Fortunately, C++11-style range-based loops doesn’t require much from an object: `begin()` and `end()` functions that return an iterator object that knows how to to `!=`, `operator *()` (indirection) and `operator++`.

The “host object” must know how to do `begin()` and `end()`. It must contain the two functions:

const_iterator begin() const { return const_iterator(0,max_val); } const_iterator end() const { return const_iterator(max_val,max_val); }

Where `const_iterator(start_value,end_value)` is the iterator object itself. It doesn’t do much: it takes a `start_value` from which it will start to count, and an `end_value` that limits the count. In my implementation, the iterator is equivalent to `for (T i=start_value; i<end_value;i++)`. It may not be as general as possible, but having `<` rather than `<=` deals with a number of problems such as overflow and repeated values.

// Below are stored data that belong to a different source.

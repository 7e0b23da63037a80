//! Identify admission gate
//!
//! The gateway only allows a bounded number of shards to run the identify
//! handshake inside one rate-limit window (`max_concurrency` from the
//! session-start limit). Standard semaphores don't fit: the limit changes at
//! runtime when the server reports a new quota, waiters must be admitted in
//! strict FIFO order, and lowering the limit must never revoke permits that
//! were already granted. So the gate is hand-rolled: a counting semaphore
//! with an adjustable limit behind a single per-instance lock.
//!
//! Cancellation is drop-based: dropping a pending [`IdentifyGate::acquire`]
//! future removes its waiter and gives back its pending slot, without
//! touching any other waiter.

use parking_lot::Mutex;
use std::collections::VecDeque;
use std::future::Future;
use std::pin::Pin;
use std::task::{Context, Poll};
use tokio::sync::oneshot;
use tracing::debug;

use crate::error::{GatewayError, Result};

struct Waiter {
    id: u64,
    tx: oneshot::Sender<()>,
}

struct GateInner {
    max_concurrency: u32,
    /// Permits currently held or queued. Only decreases via `release` or
    /// waiter cancellation.
    pending: u32,
    waiters: VecDeque<Waiter>,
    disposed: bool,
    next_waiter_id: u64,
}

impl GateInner {
    /// Holders = permits granted and not yet released.
    fn holders(&self) -> u32 {
        self.pending - self.waiters.len() as u32
    }
}

/// FIFO counting semaphore bounding concurrent identify handshakes
pub struct IdentifyGate {
    inner: Mutex<GateInner>,
}

impl IdentifyGate {
    /// Create a gate admitting `max_concurrency` holders at once
    ///
    /// The value is clamped to at least 1; the server-reported quota is
    /// always >= 1 as well.
    pub fn new(max_concurrency: u32) -> Self {
        Self {
            inner: Mutex::new(GateInner {
                max_concurrency: max_concurrency.max(1),
                pending: 0,
                waiters: VecDeque::new(),
                disposed: false,
                next_waiter_id: 0,
            }),
        }
    }

    /// Request a permit
    ///
    /// Resolves immediately when the gate has headroom (no waiter is
    /// allocated on that path). Otherwise the caller is queued FIFO and the
    /// returned future resolves when a permit is released to it, or fails
    /// with [`GatewayError::GateDisposed`] if the gate is torn down first.
    /// Dropping the future before it resolves cancels the wait.
    ///
    /// The pending slot is taken eagerly, in this call, not on first poll.
    pub fn acquire(&self) -> Acquire<'_> {
        let mut inner = self.inner.lock();

        if inner.disposed {
            return Acquire {
                gate: self,
                state: AcquireState::Done(Err(GatewayError::GateDisposed)),
            };
        }

        inner.pending += 1;
        if inner.pending <= inner.max_concurrency {
            return Acquire {
                gate: self,
                state: AcquireState::Done(Ok(())),
            };
        }

        let id = inner.next_waiter_id;
        inner.next_waiter_id += 1;
        let (tx, rx) = oneshot::channel();
        inner.waiters.push_back(Waiter { id, tx });
        debug!(waiters = inner.waiters.len(), "identify gate full, queueing");

        Acquire {
            gate: self,
            state: AcquireState::Waiting { rx, id },
        }
    }

    /// Give a permit back
    ///
    /// Safe no-op when nothing is pending. Wakes the oldest queued waiter,
    /// if any.
    pub fn release(&self) -> Result<()> {
        let mut inner = self.inner.lock();
        if inner.disposed {
            return Err(GatewayError::GateDisposed);
        }
        Self::release_locked(&mut inner);
        Ok(())
    }

    fn release_locked(inner: &mut GateInner) {
        if inner.pending > 0 {
            inner.pending -= 1;
        }
        // The freed slot goes to the oldest waiter. A send failure means the
        // waiter's future was dropped between cancellation bookkeeping steps,
        // which cannot happen: cancellation removes the waiter under this
        // same lock. Still, don't let it wedge the queue.
        while let Some(waiter) = inner.waiters.pop_front() {
            if waiter.tx.send(()).is_ok() {
                break;
            }
        }
    }

    /// Change the admission limit
    ///
    /// Raising the limit immediately admits queued waiters, oldest first,
    /// until the new headroom is used up. Lowering it never revokes permits
    /// that were already granted; it only affects future admissions.
    pub fn set_max_concurrency(&self, max_concurrency: u32) -> Result<()> {
        let mut inner = self.inner.lock();
        if inner.disposed {
            return Err(GatewayError::GateDisposed);
        }
        if max_concurrency == 0 {
            return Err(GatewayError::InvalidConcurrency(max_concurrency));
        }
        if max_concurrency == inner.max_concurrency {
            return Ok(());
        }

        let raised = max_concurrency > inner.max_concurrency;
        inner.max_concurrency = max_concurrency;

        if raised {
            while !inner.waiters.is_empty() && inner.holders() < inner.max_concurrency {
                // Admission, not a release: the waiter keeps its pending slot
                // and simply becomes a holder.
                if let Some(waiter) = inner.waiters.pop_front() {
                    let _ = waiter.tx.send(());
                }
            }
        }
        Ok(())
    }

    /// Tear the gate down
    ///
    /// Idempotent. Every queued waiter resolves with
    /// [`GatewayError::GateDisposed`]; the pending count resets to zero and
    /// all later calls on the gate fail with the same error.
    pub fn dispose(&self) {
        let mut inner = self.inner.lock();
        if inner.disposed {
            return;
        }
        inner.disposed = true;
        inner.pending = 0;
        // Dropping the senders resolves the waiters' receivers with a closed
        // error, which Acquire maps to GateDisposed.
        inner.waiters.clear();
        debug!("identify gate disposed");
    }

    /// Permits currently held or queued
    pub fn pending(&self) -> u32 {
        self.inner.lock().pending
    }

    /// Current admission limit
    pub fn max_concurrency(&self) -> u32 {
        self.inner.lock().max_concurrency
    }
}

enum AcquireState {
    Done(Result<()>),
    Waiting { rx: oneshot::Receiver<()>, id: u64 },
    Finished,
}

/// Future returned by [`IdentifyGate::acquire`]
pub struct Acquire<'a> {
    gate: &'a IdentifyGate,
    state: AcquireState,
}

impl Future for Acquire<'_> {
    type Output = Result<()>;

    fn poll(mut self: Pin<&mut Self>, cx: &mut Context<'_>) -> Poll<Self::Output> {
        match &mut self.state {
            AcquireState::Done(_) => {
                let AcquireState::Done(res) =
                    std::mem::replace(&mut self.state, AcquireState::Finished)
                else {
                    unreachable!()
                };
                Poll::Ready(res)
            }
            AcquireState::Waiting { rx, .. } => match Pin::new(rx).poll(cx) {
                Poll::Pending => Poll::Pending,
                Poll::Ready(Ok(())) => {
                    self.state = AcquireState::Finished;
                    Poll::Ready(Ok(()))
                }
                Poll::Ready(Err(_)) => {
                    self.state = AcquireState::Finished;
                    Poll::Ready(Err(GatewayError::GateDisposed))
                }
            },
            AcquireState::Finished => Poll::Pending,
        }
    }
}

impl Drop for Acquire<'_> {
    fn drop(&mut self) {
        match std::mem::replace(&mut self.state, AcquireState::Finished) {
            AcquireState::Done(Ok(())) => {
                // Fast-path grant that was never polled. Nobody will ever
                // release it, so release it here.
                let mut inner = self.gate.inner.lock();
                if !inner.disposed {
                    IdentifyGate::release_locked(&mut inner);
                }
            }
            AcquireState::Waiting { rx, id } => {
                let mut inner = self.gate.inner.lock();
                if inner.disposed {
                    return;
                }
                if let Some(pos) = inner.waiters.iter().position(|w| w.id == id) {
                    // Still queued: plain cancellation, give the slot back.
                    inner.waiters.remove(pos);
                    if inner.pending > 0 {
                        inner.pending -= 1;
                    }
                    debug!("queued identify wait cancelled");
                } else {
                    // The permit was granted between the last poll and this
                    // drop; treat it like a held permit.
                    drop(rx);
                    IdentifyGate::release_locked(&mut inner);
                }
            }
            AcquireState::Done(Err(_)) | AcquireState::Finished => {}
        }
    }
}
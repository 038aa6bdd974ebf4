use std::{collections::HashMap, path::Path as FsPath, sync::Arc, time::Duration};

use axum::{
    async_trait,
    extract::{DefaultBodyLimit, Form, FromRequest, Multipart, Path, Request, State},
    http::header,
    response::{IntoResponse, Redirect, Response},
    routing::{delete, get, post},
    Json, Router,
};
use image::ImageFormat;
use serde_json::json;
use tower_http::{
    cors::{Any, CorsLayer},
    trace::TraceLayer,
};
use tracing::{info, info_span, warn, Instrument};

use crate::{
    assets::{validate_file_id, AssetStore},
    colors::ColorAdvisor,
    config::parse_bool,
    error::AppError,
    generator::AdGenerator,
    jobs::JobRegistry,
    models::{
        CancelResponse, CleanupResponse, ColorMode, ColorSpec, GenerateResponse, GenerationRequest,
        ListImagesResponse, RecommendResponse, UploadResponse, MAX_COLORS,
    },
    storage::{StorageGateway, INPUTS_PREFIX, OUTPUTS_PREFIX},
};

#[derive(Clone)]
pub struct AppState {
    pub assets: Arc<AssetStore>,
    pub advisor: Arc<ColorAdvisor>,
    pub generator: Arc<AdGenerator>,
    pub storage: Arc<StorageGateway>,
    pub jobs: Arc<JobRegistry>,
    pub generation_timeout: Option<Duration>,
}

pub fn router(state: AppState, max_upload_bytes: usize) -> Router {
    Router::new()
        .route("/", get(root))
        .route("/upload-image", post(upload_image))
        .route("/recommend-colors", post(recommend_colors))
        .route("/generate-ad", post(generate_ad))
        .route("/download/:filename", get(download_file))
        .route("/cleanup/:file_id", delete(cleanup_files))
        .route("/cancel-generation/:file_id", post(cancel_generation))
        .route("/list-images/:image_type", get(list_images))
        .layer(DefaultBodyLimit::max(max_upload_bytes))
        .layer(TraceLayer::new_for_http())
        .layer(
            CorsLayer::new()
                .allow_origin(Any)
                .allow_methods(Any)
                .allow_headers(Any)
        )
        .with_state(state)
}

/// Text form fields from either `multipart/form-data` or urlencoded bodies.
pub struct FormFields(HashMap<String, String>);

#[async_trait]
impl<S> FromRequest<S> for FormFields
where
    S: Send + Sync,
{
    type Rejection = AppError;

    async fn from_request(req: Request, state: &S) -> Result<Self, Self::Rejection> {
        let is_multipart = req
            .headers()
            .get(header::CONTENT_TYPE)
            .and_then(|v| v.to_str().ok())
            .is_some_and(|ct| ct.starts_with("multipart/form-data"));

        if !is_multipart {
            let Form(fields) = Form::<HashMap<String, String>>::from_request(req, state)
                .await
                .map_err(|e| AppError::InvalidInput(e.body_text()))?;
            return Ok(Self(fields));
        }

        let mut multipart = Multipart::from_request(req, state)
            .await
            .map_err(|e| AppError::InvalidInput(e.body_text()))?;
        let mut fields = HashMap::new();
        while let Some(field) = multipart.next_field().await.map_err(|e| AppError::InvalidInput(e.to_string()))? {
            let Some(name) = field.name().map(str::to_string) else { continue };
            let value = field.text().await.map_err(|e| AppError::InvalidInput(e.to_string()))?;
            fields.insert(name, value);
        }
        Ok(Self(fields))
    }
}

impl FormFields {
    fn optional(&self, name: &str) -> Option<&str> {
        self.0.get(name).map(|v| v.trim()).filter(|v| !v.is_empty())
    }

    fn required(&self, name: &str) -> Result<String, AppError> {
        self.optional(name)
            .map(String::from)
            .ok_or_else(|| AppError::InvalidInput(format!("missing required field `{name}`")))
    }
}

The iterator itself is very simple, as it contains only three important functions (or, more precisely, operators):

bool operator!=(const const_iterator & other) { return current_val!=other.current_val; } F operator*() const { return p_halton_reverse(current_val)/(F)next; } const const_iterator & operator++() { if (++current_val==next) next<<=1; return *this; }

The `operator!=` is needed so that the loop can compare to `end()`. The indirection operator is what will give you the value through the iterator. Finally, `operator++` advances the iterator to the next value.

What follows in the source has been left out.